▶ [Requirement]: Transcribe the data in full, keeping each line exactly as it appears.
[[ Given data open ]]
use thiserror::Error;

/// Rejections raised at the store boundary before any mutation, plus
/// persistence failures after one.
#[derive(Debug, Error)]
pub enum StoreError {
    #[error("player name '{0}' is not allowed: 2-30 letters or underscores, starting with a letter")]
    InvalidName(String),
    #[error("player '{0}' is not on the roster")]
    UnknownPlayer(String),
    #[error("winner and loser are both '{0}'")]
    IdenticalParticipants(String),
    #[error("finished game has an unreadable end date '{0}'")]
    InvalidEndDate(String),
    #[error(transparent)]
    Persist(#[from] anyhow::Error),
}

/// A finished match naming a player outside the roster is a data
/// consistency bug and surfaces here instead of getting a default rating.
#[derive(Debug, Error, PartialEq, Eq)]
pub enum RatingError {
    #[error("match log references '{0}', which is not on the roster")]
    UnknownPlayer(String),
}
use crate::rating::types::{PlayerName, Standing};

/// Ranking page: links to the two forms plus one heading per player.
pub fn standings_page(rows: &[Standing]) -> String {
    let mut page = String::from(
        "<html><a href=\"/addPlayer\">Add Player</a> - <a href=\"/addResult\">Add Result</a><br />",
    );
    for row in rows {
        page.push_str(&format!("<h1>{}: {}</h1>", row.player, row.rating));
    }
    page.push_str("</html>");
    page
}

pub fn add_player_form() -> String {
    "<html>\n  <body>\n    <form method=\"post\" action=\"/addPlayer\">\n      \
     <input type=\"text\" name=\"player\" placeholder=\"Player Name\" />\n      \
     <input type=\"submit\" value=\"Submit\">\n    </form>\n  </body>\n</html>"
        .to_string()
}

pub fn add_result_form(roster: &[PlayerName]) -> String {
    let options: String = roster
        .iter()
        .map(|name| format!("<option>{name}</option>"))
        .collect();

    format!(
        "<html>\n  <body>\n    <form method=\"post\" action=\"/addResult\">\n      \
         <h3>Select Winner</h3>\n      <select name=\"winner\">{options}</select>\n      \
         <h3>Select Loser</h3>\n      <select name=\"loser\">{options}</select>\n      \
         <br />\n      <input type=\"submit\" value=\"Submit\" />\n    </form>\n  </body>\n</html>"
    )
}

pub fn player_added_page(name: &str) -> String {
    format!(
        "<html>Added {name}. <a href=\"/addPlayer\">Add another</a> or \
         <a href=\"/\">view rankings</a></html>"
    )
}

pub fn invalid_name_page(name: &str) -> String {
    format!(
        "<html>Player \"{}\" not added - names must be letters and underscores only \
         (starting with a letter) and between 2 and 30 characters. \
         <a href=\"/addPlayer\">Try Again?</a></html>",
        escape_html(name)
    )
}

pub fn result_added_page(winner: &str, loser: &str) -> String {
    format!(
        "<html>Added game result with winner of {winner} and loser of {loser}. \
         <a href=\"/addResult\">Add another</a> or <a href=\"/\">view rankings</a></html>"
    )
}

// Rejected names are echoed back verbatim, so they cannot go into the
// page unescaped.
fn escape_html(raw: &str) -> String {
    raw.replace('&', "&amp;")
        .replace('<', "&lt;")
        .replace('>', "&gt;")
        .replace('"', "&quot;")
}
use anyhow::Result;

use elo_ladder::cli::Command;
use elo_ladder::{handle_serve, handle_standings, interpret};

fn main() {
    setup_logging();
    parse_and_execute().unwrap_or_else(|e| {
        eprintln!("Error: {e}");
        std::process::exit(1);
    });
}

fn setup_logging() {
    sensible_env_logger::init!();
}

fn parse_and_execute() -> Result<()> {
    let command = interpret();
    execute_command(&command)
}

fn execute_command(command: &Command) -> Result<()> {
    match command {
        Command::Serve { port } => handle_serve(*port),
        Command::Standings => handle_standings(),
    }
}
[[ Given data closed ]]
▶ [Response area]:
use thiserror::Error;

/// Rejections raised at the store boundary before any mutation, plus
/// persistence failures after one.
#[derive(Debug, Error)]
pub enum StoreError {
    #[error("player name '{0}' is not allowed: 2-30 letters or underscores, starting with a letter")]
    InvalidName(String),
    #[error("player '{0}' is not on the roster")]
    UnknownPlayer(String),
    #[error("winner and loser are both '{0}'")]
    IdenticalParticipants(String),
    #[error("finished game has an unreadable end date '{0}'")]
    InvalidEndDate(String),
    #[error(transparent)]
    Persist(#[from] anyhow::Error),
}

/// A finished match naming a player outside the roster is a data
/// consistency bug and surfaces here instead of getting a default rating.
#[derive(Debug, Error, PartialEq, Eq)]
pub enum RatingError {
    #[error("match log references '{0}', which is not on the roster")]
    UnknownPlayer(String),
}
use crate::rating::types::{PlayerName, Standing};

/// Ranking page: links to the two forms plus one heading per player.
pub fn standings_page(rows: &[Standing]) -> String {
    let mut page = String::from(
        "<html><a href=\"/addPlayer\">Add Player</a> - <a href=\"/addResult\">Add Result</a><br />",
    );
    for row in rows {
        page.push_str(&format!("<h1>{}: {}</h1>", row.player, row.rating));
    }
    page.push_str("</html>");
    page
}

pub fn add_player_form() -> String {
    "<html>\n  <body>\n    <form method=\"post\" action=\"/addPlayer\">\n      \
     <input type=\"text\" name=\"player\" placeholder=\"Player Name\" />\n      \
     <input type=\"submit\" value=\"Submit\">\n    </form>\n  </body>\n</html>"
        .to_string()
}

pub fn add_result_form(roster: &[PlayerName]) -> String {
    let options: String = roster
        .iter()
        .map(|name| format!("<option>{name}</option>"))
        .collect();

    format!(
        "<html>\n  <body>\n    <form method=\"post\" action=\"/addResult\">\n      \
         <h3>Select Winner</h3>\n      <select name=\"winner\">{options}</select>\n      \
         <h3>Select Loser</h3>\n      <select name=\"loser\">{options}</select>\n      \
         <br />\n      <input type=\"submit\" value=\"Submit\" />\n    </form>\n  </body>\n</html>"
    )
}

pub fn player_added_page(name: &str) -> String {
    format!(
        "<html>Added {name}. <a href=\"/addPlayer\">Add another</a> or \
         <a href=\"/\">view rankings</a></html>"
    )
}

pub fn invalid_name_page(name: &str) -> String {
    format!(
        "<html>Player \"{}\" not added - names must be letters and underscores only \
         (starting with a letter) and between 2 and 30 characters. \
         <a href=\"/addPlayer\">Try Again?</a></html>",
        escape_html(name)
    )
}

pub fn result_added_page(winner: &str, loser: &str) -> String {
    format!(
        "<html>Added game result with winner of {winner} and loser of {loser}. \
         <a href=\"/addResult\">Add another</a> or <a href=\"/\">view rankings</a></html>"
    )
}

// Rejected names are echoed back verbatim, so they cannot go into the
// page unescaped.
fn escape_html(raw: &str) -> String {
    raw.replace('&', "&amp;")
        .replace('<', "&lt;")
        .replace('>', "&gt;")
        .replace('"', "&quot;")
}
use anyhow::Result;

use elo_ladder::cli::Command;
use elo_ladder::{handle_serve, handle_standings, interpret};

fn main() {
    setup_logging();
    parse_and_execute().unwrap_or_else(|e| {
        eprintln!("Error: {e}");
        std::process::exit(1);
    });
}

fn setup_logging() {
    sensible_env_logger::init!();
}

fn parse_and_execute() -> Result<()> {
    let command = interpret();
    execute_command(&command)
}

fn execute_command(command: &Command) -> Result<()> {
    match command {
        Command::Serve { port } => handle_serve(*port),
        Command::Standings => handle_standings(),
    }
}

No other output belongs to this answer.